◆ **Work required**
Copy each line below in which the string "None" appears.

###

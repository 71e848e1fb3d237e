use anyhow::Result;

use crate::{CliTest, stdout};

#[test]
fn test_status_before_scan() -> Result<()> {
    let test = CliTest::project()?;

    let output = test.run(&["status"])?;

    assert_eq!(output.status.code(), Some(0));
    let out = stdout(&output);
    assert!(out.contains("Application  not scanned  -"), "stdout: {}", out);

    Ok(())
}

#[test]
fn test_status_counts_untranslated() -> Result<()> {
    let test = CliTest::project()?;
    test.run(&["scan"])?;

    let output = test.run(&["status"])?;

    assert_eq!(output.status.code(), Some(0));
    let out = stdout(&output);
    assert!(out.lines().next().unwrap().contains("de_DE"));
    assert!(out.contains("Application  2        2"), "stdout: {}", out);
    assert!(out.contains("warning: 2 untranslated strings"));

    Ok(())
}

#[test]
fn test_status_fail_on_untranslated() -> Result<()> {
    let test = CliTest::project()?;
    test.run(&["scan"])?;

    let output = test.run(&["status", "--fail-on-untranslated"])?;

    assert_eq!(output.status.code(), Some(1));
    assert!(stdout(&output).contains("\u{2718} 2 untranslated strings"));

    Ok(())
}

#[test]
fn test_status_unknown_locale() -> Result<()> {
    let test = CliTest::project()?;

    let output = test.run(&["status", "--locale", "fr_FR"])?;

    assert_eq!(output.status.code(), Some(2));
    assert!(crate::stderr(&output).contains("'--locale'"));

    Ok(())
}
use anyhow::Result;
use serde_json::Value;

use crate::{CliTest, stderr, stdout};

#[test]
fn test_scan_writes_registry() -> Result<()> {
    let test = CliTest::project()?;

    let output = test.run(&["scan"])?;
    assert_eq!(output.status.code(), Some(0), "stderr: {}", stderr(&output));
    assert!(stdout(&output).contains("Scanned app: 2 files, 2 strings (2 added, 0 removed)"));

    let registry: Value = serde_json::from_str(&test.read_file("l10n/app/strings.json")?)?;
    let strings = registry["strings"].as_array().unwrap();
    let mut texts: Vec<&str> = strings.iter().map(|s| s["text"].as_str().unwrap()).collect();
    texts.sort();
    assert_eq!(texts, vec!["Bye %s", "Hello"]);

    let hello = strings.iter().find(|s| s["text"] == "Hello").unwrap();
    assert_eq!(hello["hash"], locsync::utils::hash_text("Hello"));
    assert_eq!(hello["callCount"], 2);
    assert_eq!(hello["languageFamilies"], serde_json::json!(["server", "client"]));

    Ok(())
}

#[test]
fn test_rescan_reports_changes() -> Result<()> {
    let test = CliTest::project()?;
    test.run(&["scan"])?;

    test.write_file("src/app.js", "alert(t(\"Goodbye\"));\n")?;
    let output = test.run(&["scan", "--source", "app"])?;

    assert_eq!(output.status.code(), Some(0));
    assert!(stdout(&output).contains("Scanned app: 2 files, 3 strings (1 added, 0 removed)"));

    test.write_file("src/index.php", "<p>static</p>\n")?;
    let output = test.run(&["scan"])?;
    assert!(stdout(&output).contains("Scanned app: 2 files, 1 string (0 added, 2 removed)"));

    Ok(())
}

#[test]
fn test_scan_is_idempotent() -> Result<()> {
    let test = CliTest::project()?;

    test.run(&["scan"])?;
    let first = test.read_file("l10n/app/strings.json")?;
    test.run(&["scan"])?;
    let second = test.read_file("l10n/app/strings.json")?;

    assert_eq!(first, second);

    Ok(())
}

#[test]
fn test_scan_unknown_source_fails() -> Result<()> {
    let test = CliTest::project()?;

    let output = test.run(&["scan", "--source", "nope"])?;

    assert_eq!(output.status.code(), Some(2));
    let err = stderr(&output);
    assert!(err.contains("Unknown localization source 'nope'"), "stderr: {}", err);
    assert!(err.contains("app ("));

    Ok(())
}

#[test]
fn test_scan_lexical_warning_hint() -> Result<()> {
    let test = CliTest::project()?;
    test.write_file("src/broken.js", "t(\"ok\");\nvar s = \"unterminated\n")?;

    let output = test.run(&["scan"])?;
    assert_eq!(output.status.code(), Some(0));
    assert!(stderr(&output).contains("use -v for details"));

    let output = test.run(&["scan", "-v"])?;
    let out = stdout(&output);
    assert!(out.contains("warning: unterminated string constant"), "stdout: {}", out);
    assert!(out.contains("--> broken.js:2:"));

    Ok(())
}

#[test]
fn test_invalid_config_fails() -> Result<()> {
    let test = CliTest::with_file(".locsyncrc.json", r#"{ "appLocales": ["xx_XX"] }"#)?;

    let output = test.run(&["scan"])?;

    assert_eq!(output.status.code(), Some(2));
    assert!(stderr(&output).contains("appLocales"));

    Ok(())
}

#[test]
fn test_storage_folder_override() -> Result<()> {
    let test = CliTest::project()?;

    let output = test.run(&["scan", "--storage-folder", "custom"])?;

    assert_eq!(output.status.code(), Some(0));
    assert!(test.root().join("custom/app/strings.json").exists());
    assert!(!test.root().join("l10n").exists());

    Ok(())
}
use locsync::mcp::{
    LocsyncMcpServer,
    types::{ListLocalesParams, ProjectParams},
};
use rmcp::{handler::server::wrapper::Parameters, model::ErrorCode};

use crate::{McpTestFixture, extract_tool_result_json};

// ============================================================================
// list_locales tests
// ============================================================================

#[tokio::test]
async fn test_list_locales_application() {
    let fixture = McpTestFixture::with_sources().unwrap();
    let server = LocsyncMcpServer::new();

    let params = Parameters(ListLocalesParams {
        project_root_path: fixture.root(),
        namespace: None,
    });

    let result = server.list_locales(params).await.unwrap();
    let json_result = extract_tool_result_json(&result);

    assert_eq!(json_result["namespace"], "application");
    assert_eq!(json_result["selected"], "en_UK");

    let mut names: Vec<&str> = json_result["locales"]
        .as_array()
        .unwrap()
        .iter()
        .map(|l| l["name"].as_str().unwrap())
        .collect();
    names.sort();
    assert_eq!(names, vec!["de_DE", "en_UK", "fr_FR"]);

    let german = json_result["locales"]
        .as_array()
        .unwrap()
        .iter()
        .find(|l| l["name"] == "de_DE")
        .unwrap();
    assert_eq!(german["currency"], "EUR");
    assert_eq!(german["native"], false);
}

#[tokio::test]
async fn test_list_locales_content_namespace() {
    let fixture = McpTestFixture::with_sources().unwrap();
    let server = LocsyncMcpServer::new();

    let params = Parameters(ListLocalesParams {
        project_root_path: fixture.root(),
        namespace: Some("content".to_string()),
    });

    let result = server.list_locales(params).await.unwrap();
    let json_result = extract_tool_result_json(&result);

    assert_eq!(json_result["namespace"], "content");
    assert_eq!(json_result["locales"].as_array().unwrap().len(), 2);
}

#[tokio::test]
async fn test_list_locales_unknown_namespace() {
    let fixture = McpTestFixture::with_sources().unwrap();
    let server = LocsyncMcpServer::new();

    let params = Parameters(ListLocalesParams {
        project_root_path: fixture.root(),
        namespace: Some("legal".to_string()),
    });

    let err = server.list_locales(params).await.unwrap_err();
    assert_eq!(err.code, ErrorCode::INVALID_PARAMS);
    assert!(err.message.contains("legal"));
}

// ============================================================================
// list_sources tests
// ============================================================================

#[tokio::test]
async fn test_list_sources() {
    let fixture = McpTestFixture::with_sources().unwrap();
    let server = LocsyncMcpServer::new();

    let params = Parameters(ProjectParams {
        project_root_path: fixture.root(),
    });

    let result = server.list_sources(params).await.unwrap();
    let json_result = extract_tool_result_json(&result);

    let sources = json_result["sources"].as_array().unwrap();
    assert_eq!(sources.len(), 1);
    assert_eq!(sources[0]["alias"], "app");
    assert_eq!(sources[0]["scanned"], false);
    assert_eq!(
        sources[0]["roots"][0],
        fixture.root_path().join("src").to_string_lossy().to_string()
    );
    assert_eq!(sources[0]["id"].as_str().unwrap().len(), 32);
}

#[tokio::test]
async fn test_missing_project_root() {
    let server = LocsyncMcpServer::new();

    let params = Parameters(ProjectParams {
        project_root_path: "/definitely/not/here".to_string(),
    });

    let err = server.list_sources(params).await.unwrap_err();
    assert_eq!(err.code, ErrorCode::INVALID_PARAMS);
}
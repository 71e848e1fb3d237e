use std::path::PathBuf;

use crate::cli::ExitStatus;
use crate::core::{EntryStatus, Namespace, ScanSummary, SourceStatus, WriteOutcome};

#[derive(Debug)]
pub enum CommandSummary {
    Scan(ScanReport),
    Status(StatusReport),
    Strings(StringsReport),
    Translate(TranslateReport),
    Publish(PublishReport),
    Files(FilesReport),
    Locales(LocalesReport),
    Sources(SourcesReport),
    Init(InitReport),
}

#[derive(Debug)]
pub struct ScanReport {
    pub summaries: Vec<ScanSummary>,
}

#[derive(Debug)]
pub struct StatusReport {
    /// Non-native application locales included in the report.
    pub locales: Vec<String>,
    pub sources: Vec<SourceStatus>,
}

impl StatusReport {
    pub fn untranslated_total(&self) -> usize {
        self.sources
            .iter()
            .flat_map(|s| &s.untranslated)
            .map(|c| c.count)
            .sum()
    }
}

#[derive(Debug)]
pub struct StringsReport {
    pub source: String,
    pub locale: String,
    /// Strings of the source before filtering.
    pub total: usize,
    pub entries: Vec<EntryStatus>,
}

#[derive(Debug)]
pub struct TranslateReport {
    pub source: String,
    pub locale: String,
    pub hash: String,
    /// False when the hash is not a string of the source.
    pub applied: bool,
    /// True when an empty text removed the translation.
    pub removed: bool,
}

#[derive(Debug)]
pub struct PublishReport {
    pub outcome: WriteOutcome,
}

#[derive(Debug)]
pub struct FilesReport {
    pub folder: Option<PathBuf>,
    pub files: Vec<PathBuf>,
}

#[derive(Debug)]
pub struct LocaleRow {
    pub name: &'static str,
    pub label: &'static str,
    pub selected: bool,
}

#[derive(Debug)]
pub struct LocalesReport {
    /// None when every supported locale is listed.
    pub namespace: Option<Namespace>,
    pub locales: Vec<LocaleRow>,
}

#[derive(Debug)]
pub struct SourceRow {
    pub id: String,
    pub alias: String,
    pub label: String,
    pub roots: Vec<PathBuf>,
    pub storage_folder: PathBuf,
    pub scanned: bool,
}

#[derive(Debug)]
pub struct SourcesReport {
    /// Sources per group label, groups in order of appearance.
    pub groups: Vec<(String, Vec<SourceRow>)>,
}

#[derive(Debug)]
pub struct InitReport {
    pub created: bool,
}

/// Result of running locsync commands
#[derive(Debug)]
pub struct CommandResult {
    pub summary: CommandSummary,
    /// Problems that make the command fail, e.g. unreadable files during a
    /// scan or untranslated strings with `--fail-on-untranslated`.
    pub failure_count: usize,
    /// If false, problems are reported but exit status stays 0.
    pub exit_on_failures: bool,
}

impl CommandResult {
    pub fn exit_status(&self) -> ExitStatus {
        if self.exit_on_failures && self.failure_count > 0 {
            ExitStatus::Failure
        } else {
            ExitStatus::Success
        }
    }
}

###

◆ **Result**
        namespace: None,
    /// None when every supported locale is listed.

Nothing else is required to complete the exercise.